> **WHAT NEEDS TO BE DONE**:
For the records below, say how many lines contain the string "reached". Give no other text.

> **DATA**:
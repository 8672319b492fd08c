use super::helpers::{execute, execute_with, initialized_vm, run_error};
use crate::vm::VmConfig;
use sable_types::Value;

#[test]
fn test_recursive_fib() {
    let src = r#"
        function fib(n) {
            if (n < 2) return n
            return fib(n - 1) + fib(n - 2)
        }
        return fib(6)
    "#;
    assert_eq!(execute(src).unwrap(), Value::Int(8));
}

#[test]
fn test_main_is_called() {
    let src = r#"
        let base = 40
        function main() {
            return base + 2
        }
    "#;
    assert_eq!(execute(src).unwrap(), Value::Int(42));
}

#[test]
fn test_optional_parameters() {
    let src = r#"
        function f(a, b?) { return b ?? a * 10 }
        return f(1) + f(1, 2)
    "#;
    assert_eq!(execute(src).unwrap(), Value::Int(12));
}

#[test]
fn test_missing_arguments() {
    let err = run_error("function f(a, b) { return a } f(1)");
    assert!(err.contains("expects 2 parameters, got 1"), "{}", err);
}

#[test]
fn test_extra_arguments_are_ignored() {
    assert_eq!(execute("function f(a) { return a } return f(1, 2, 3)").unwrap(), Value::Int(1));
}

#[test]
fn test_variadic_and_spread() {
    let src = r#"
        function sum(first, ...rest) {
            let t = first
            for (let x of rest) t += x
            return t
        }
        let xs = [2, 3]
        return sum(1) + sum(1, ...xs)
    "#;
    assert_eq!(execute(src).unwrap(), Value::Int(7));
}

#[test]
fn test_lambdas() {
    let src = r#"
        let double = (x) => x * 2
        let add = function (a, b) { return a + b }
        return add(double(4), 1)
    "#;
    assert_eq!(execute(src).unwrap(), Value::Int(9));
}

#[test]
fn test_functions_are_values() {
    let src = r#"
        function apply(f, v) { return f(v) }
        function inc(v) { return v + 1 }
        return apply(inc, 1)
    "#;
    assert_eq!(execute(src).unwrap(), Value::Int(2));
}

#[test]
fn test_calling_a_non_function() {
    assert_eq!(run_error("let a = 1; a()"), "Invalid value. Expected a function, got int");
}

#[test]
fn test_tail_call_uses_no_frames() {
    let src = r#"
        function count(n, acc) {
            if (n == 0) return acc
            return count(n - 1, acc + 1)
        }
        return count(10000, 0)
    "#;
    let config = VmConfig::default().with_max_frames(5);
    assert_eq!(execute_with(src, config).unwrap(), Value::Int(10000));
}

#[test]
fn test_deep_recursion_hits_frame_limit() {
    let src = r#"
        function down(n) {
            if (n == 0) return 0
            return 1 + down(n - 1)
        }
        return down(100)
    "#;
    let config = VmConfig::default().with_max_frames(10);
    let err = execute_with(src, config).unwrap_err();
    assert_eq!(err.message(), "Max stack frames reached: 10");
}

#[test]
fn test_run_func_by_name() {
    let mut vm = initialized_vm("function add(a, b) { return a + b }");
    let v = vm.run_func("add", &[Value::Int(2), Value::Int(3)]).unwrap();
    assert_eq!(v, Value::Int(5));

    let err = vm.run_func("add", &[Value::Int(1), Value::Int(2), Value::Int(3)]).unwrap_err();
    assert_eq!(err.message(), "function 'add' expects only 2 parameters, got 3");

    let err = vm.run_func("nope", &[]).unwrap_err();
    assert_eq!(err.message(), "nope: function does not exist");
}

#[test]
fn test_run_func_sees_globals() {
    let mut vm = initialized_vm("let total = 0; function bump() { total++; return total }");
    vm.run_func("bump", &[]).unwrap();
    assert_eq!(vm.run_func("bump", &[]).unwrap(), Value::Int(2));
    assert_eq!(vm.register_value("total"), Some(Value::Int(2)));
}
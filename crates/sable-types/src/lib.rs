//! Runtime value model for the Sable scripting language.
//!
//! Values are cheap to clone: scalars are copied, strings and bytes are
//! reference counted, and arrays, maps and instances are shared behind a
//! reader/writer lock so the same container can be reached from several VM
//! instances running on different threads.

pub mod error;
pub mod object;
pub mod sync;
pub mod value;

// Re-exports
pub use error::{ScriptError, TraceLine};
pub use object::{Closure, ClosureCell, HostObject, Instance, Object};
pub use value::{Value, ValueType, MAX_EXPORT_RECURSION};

> **RESPONSE**:
2